### [TASK ITEM]
The answer must be every line of the records below that contains the word "description", copied out.

### [DATA PROVIDED]
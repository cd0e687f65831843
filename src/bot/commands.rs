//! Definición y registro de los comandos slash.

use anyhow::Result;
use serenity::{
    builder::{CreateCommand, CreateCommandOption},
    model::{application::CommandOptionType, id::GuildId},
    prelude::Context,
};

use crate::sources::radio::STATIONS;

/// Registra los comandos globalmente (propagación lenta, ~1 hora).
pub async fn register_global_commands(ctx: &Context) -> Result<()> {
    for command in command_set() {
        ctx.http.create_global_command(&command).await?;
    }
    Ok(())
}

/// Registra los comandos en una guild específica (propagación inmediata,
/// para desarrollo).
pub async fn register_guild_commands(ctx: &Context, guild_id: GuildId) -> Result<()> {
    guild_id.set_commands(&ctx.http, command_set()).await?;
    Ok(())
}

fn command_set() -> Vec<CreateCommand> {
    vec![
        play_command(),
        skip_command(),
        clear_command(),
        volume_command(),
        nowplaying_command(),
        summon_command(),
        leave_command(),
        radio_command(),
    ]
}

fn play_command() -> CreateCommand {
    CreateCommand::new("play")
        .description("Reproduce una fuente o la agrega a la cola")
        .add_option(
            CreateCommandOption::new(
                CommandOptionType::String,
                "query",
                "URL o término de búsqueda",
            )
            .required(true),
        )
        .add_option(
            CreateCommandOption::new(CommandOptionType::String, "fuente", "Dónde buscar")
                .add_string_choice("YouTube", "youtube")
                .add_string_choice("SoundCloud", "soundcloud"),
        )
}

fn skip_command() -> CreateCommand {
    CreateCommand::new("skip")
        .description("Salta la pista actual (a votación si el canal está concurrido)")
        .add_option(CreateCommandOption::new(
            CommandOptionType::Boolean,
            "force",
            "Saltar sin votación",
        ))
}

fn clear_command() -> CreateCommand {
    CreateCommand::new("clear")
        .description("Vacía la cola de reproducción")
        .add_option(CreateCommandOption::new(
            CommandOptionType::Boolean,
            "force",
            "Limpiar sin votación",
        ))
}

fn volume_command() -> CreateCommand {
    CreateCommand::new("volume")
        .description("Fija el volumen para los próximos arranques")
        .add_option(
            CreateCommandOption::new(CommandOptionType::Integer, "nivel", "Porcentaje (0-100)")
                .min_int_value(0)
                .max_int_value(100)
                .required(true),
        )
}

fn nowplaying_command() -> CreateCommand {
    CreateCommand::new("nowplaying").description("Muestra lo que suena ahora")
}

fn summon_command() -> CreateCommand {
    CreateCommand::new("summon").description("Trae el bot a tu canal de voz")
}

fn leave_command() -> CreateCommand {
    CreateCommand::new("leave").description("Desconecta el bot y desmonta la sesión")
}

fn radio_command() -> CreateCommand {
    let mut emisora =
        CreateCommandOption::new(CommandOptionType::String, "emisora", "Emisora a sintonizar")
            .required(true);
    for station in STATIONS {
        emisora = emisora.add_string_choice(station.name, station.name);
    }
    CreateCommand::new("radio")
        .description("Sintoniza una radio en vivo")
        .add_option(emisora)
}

==

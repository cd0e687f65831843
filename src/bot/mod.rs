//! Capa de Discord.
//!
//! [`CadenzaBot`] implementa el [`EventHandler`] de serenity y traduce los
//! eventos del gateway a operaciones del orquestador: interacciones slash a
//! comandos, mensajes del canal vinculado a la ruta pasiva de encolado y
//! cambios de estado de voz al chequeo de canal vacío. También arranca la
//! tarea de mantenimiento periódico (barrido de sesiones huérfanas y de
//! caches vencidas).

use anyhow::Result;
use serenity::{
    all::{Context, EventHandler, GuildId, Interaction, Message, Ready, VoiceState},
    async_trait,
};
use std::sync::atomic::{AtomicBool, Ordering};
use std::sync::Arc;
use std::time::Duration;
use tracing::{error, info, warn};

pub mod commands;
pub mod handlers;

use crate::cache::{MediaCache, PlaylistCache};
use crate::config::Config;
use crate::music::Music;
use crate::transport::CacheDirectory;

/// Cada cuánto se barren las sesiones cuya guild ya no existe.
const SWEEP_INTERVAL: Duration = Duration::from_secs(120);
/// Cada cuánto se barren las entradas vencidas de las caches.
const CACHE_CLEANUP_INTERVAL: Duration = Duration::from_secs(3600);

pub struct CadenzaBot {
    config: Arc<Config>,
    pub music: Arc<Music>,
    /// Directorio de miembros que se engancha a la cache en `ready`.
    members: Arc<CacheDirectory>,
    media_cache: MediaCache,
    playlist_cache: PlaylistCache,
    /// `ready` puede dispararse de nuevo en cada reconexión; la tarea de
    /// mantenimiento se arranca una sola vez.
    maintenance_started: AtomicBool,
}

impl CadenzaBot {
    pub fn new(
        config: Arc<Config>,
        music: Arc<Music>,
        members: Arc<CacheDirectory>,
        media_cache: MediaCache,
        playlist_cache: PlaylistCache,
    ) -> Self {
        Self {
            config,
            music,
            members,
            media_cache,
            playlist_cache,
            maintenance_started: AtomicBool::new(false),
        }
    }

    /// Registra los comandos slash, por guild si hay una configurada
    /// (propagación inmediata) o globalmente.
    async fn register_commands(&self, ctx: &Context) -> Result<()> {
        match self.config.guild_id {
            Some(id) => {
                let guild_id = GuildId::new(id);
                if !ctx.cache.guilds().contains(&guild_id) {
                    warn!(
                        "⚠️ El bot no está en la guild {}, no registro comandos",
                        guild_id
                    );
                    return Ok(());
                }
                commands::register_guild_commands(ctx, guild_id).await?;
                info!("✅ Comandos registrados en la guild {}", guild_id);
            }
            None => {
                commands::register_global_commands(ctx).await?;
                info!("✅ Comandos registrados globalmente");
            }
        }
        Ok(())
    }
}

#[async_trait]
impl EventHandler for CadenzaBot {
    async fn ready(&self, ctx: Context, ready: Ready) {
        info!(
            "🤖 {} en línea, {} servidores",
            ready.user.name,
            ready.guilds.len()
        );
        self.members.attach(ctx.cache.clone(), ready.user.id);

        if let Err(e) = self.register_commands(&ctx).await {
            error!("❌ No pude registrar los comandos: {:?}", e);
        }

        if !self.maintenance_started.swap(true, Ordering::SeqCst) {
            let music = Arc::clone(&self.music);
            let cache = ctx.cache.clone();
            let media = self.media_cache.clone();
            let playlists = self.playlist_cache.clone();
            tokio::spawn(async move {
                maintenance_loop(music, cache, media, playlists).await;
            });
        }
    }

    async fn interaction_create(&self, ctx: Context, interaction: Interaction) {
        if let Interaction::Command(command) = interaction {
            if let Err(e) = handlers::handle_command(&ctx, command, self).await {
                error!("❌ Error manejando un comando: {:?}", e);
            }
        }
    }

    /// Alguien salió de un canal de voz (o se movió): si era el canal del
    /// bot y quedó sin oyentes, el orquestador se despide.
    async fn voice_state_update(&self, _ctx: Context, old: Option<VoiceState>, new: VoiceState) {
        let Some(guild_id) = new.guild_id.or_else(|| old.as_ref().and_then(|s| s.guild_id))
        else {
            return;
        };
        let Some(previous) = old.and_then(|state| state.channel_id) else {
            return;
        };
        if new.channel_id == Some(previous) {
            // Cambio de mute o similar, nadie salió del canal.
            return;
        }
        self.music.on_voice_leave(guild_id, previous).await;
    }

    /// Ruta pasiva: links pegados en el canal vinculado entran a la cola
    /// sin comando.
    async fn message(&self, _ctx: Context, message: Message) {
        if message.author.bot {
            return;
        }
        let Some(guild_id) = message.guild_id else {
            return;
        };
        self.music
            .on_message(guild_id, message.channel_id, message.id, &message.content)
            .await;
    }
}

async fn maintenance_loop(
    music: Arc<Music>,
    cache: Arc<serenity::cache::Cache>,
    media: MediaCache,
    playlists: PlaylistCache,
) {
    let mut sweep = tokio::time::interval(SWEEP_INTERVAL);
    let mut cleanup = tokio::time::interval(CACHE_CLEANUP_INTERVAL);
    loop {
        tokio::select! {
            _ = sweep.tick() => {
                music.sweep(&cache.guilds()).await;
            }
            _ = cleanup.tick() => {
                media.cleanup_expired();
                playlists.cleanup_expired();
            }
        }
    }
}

### [EXERCISE RESPONSE]
        .description("Reproduce una fuente o la agrega a la cola")
        .description("Salta la pista actual (a votación si el canal está concurrido)")
        .description("Vacía la cola de reproducción")
        .description("Fija el volumen para los próximos arranques")
    CreateCommand::new("nowplaying").description("Muestra lo que suena ahora")
    CreateCommand::new("summon").description("Trae el bot a tu canal de voz")
    CreateCommand::new("leave").description("Desconecta el bot y desmonta la sesión")
        .description("Sintoniza una radio en vivo")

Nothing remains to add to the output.